滲出性中耳炎の唯一の自覚症状は難聴だ。大人の場合は耳が詰まる感じもあるが、子どもは感じにくく、自ら難聴を訴えることも少ない。このため、見過ごされることもあるが、多くは3カ月以内に自然治癒する。しかし一部は長期化したり、再発したりすることもある。千葉県こども病院耳鼻咽喉科部長の仲野敦子医師はこう話す。

「長期間見過ごされたまま難聴の状態が続くと、幼稚園や保育園で友達とのコミュニケーションがうまくいかなかったり、先生の話が聞き取れずに一人だけ行動が遅れたりする可能性があります。さらに長引くと言語発達に影響を及ぼすこともあるのです」

 小学生になると学習に問題が出てくるため、難聴の影響はより深刻だ。

 また、長引いて重症化すると、「癒着性中耳炎」「真珠腫性中耳炎」などを発症し、手術が必要になることもある。

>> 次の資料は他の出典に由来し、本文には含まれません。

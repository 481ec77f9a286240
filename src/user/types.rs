use serde::{Deserialize, Deserializer};
use uuid::Uuid;

/// Request payload for creating a user
#[derive(Debug, Deserialize)]
pub struct CreateUserRequest {
    pub username: String,
    pub identification: String,
    pub email: String,
    #[serde(alias = "isactive")]
    pub is_active: bool,
    #[serde(default)]
    pub group_id: Option<Uuid>,
}

/// Partial update; absent fields are left unchanged
#[derive(Debug, Default, Deserialize)]
pub struct UpdateUserRequest {
    pub username: Option<String>,
    pub identification: Option<String>,
    pub email: Option<String>,
    #[serde(alias = "isactive")]
    pub is_active: Option<bool>,
    /// Absent leaves the group alone, `null` removes the user from it
    #[serde(default, deserialize_with = "present")]
    pub group_id: Option<Option<Uuid>>,
}

fn present<'de, D, T>(deserializer: D) -> Result<Option<T>, D::Error>
where
    D: Deserializer<'de>,
    T: Deserialize<'de>,
{
    T::deserialize(deserializer).map(Some)
}

#[cfg(test)]
mod tests {
    use super::*;

    #[test]
    fn test_group_id_absent_null_and_set_are_distinct() {
        let absent: UpdateUserRequest = serde_json::from_str(r#"{}"#).unwrap();
        let cleared: UpdateUserRequest = serde_json::from_str(r#"{"group_id": null}"#).unwrap();
        let id = Uuid::new_v4();
        let set: UpdateUserRequest =
            serde_json::from_str(&format!(r#"{{"group_id": "{}"}}"#, id)).unwrap();

        assert_eq!(absent.group_id, None);
        assert_eq!(cleared.group_id, Some(None));
        assert_eq!(set.group_id, Some(Some(id)));
    }
}
use std::sync::Mutex;
use tokio::sync::mpsc;

use iam_backend::event::{DomainEvent, EventPublisher};

// ============================================================================
// Mock Infrastructure
// ============================================================================

/// Publisher that stands in for the broker by forwarding the wire form of
/// each event straight into an in-process relay source
pub struct BridgePublisher {
    sender: mpsc::UnboundedSender<String>,
    channels: Mutex<Vec<String>>,
}

impl BridgePublisher {
    pub fn new(sender: mpsc::UnboundedSender<String>) -> Self {
        Self {
            sender,
            channels: Mutex::new(Vec::new()),
        }
    }

    /// Channels published to, in call order
    #[allow(dead_code)]
    pub fn channels(&self) -> Vec<String> {
        self.channels.lock().unwrap().clone()
    }
}

impl EventPublisher for BridgePublisher {
    fn publish(&self, channel: &str, event: &DomainEvent) {
        self.channels.lock().unwrap().push(channel.to_string());
        let body = event.to_json().unwrap();
        // Relay gone means the message is lost, same as a broker with no subscribers
        let _ = self.sender.send(body);
    }
}
use chrono::{DateTime, Utc};
use serde::{Deserialize, Serialize};
use uuid::Uuid;

use super::models::GroupModel;

/// Request payload for creating a group
#[derive(Debug, Deserialize)]
pub struct CreateGroupRequest {
    pub group_name: String,
    pub description: String,
}

/// Request payload for updating a group; absent fields are left unchanged
#[derive(Debug, Default, Deserialize)]
pub struct UpdateGroupRequest {
    pub group_name: Option<String>,
    pub description: Option<String>,
}

/// Group as returned by the API and carried in GROUP_CREATED events
#[derive(Debug, Clone, Serialize, Deserialize, PartialEq)]
pub struct GroupResponse {
    pub group_id: Uuid,
    pub group_name: String,
    pub description: String,
    pub created_at: DateTime<Utc>,
    pub updated_at: DateTime<Utc>,
}

impl From<GroupModel> for GroupResponse {
    fn from(model: GroupModel) -> Self {
        Self {
            group_id: model.group_id,
            group_name: model.group_name,
            description: model.description,
            created_at: model.created_at,
            updated_at: model.updated_at,
        }
    }
}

 このため、発症から3カ月を過ぎていて両耳の聴力が40dB(デシベル)以上の場合、治療が検討される。デシベル(dB)とは音の大きさを表す単位で、基準値は0dB。数値が上がるほど難聴の程度が進み、40dBだと小声の会話が聞き取りにくい。

 また、聴力が39dB以下でも、鼓膜に癒着などがあれば治療が必要になる。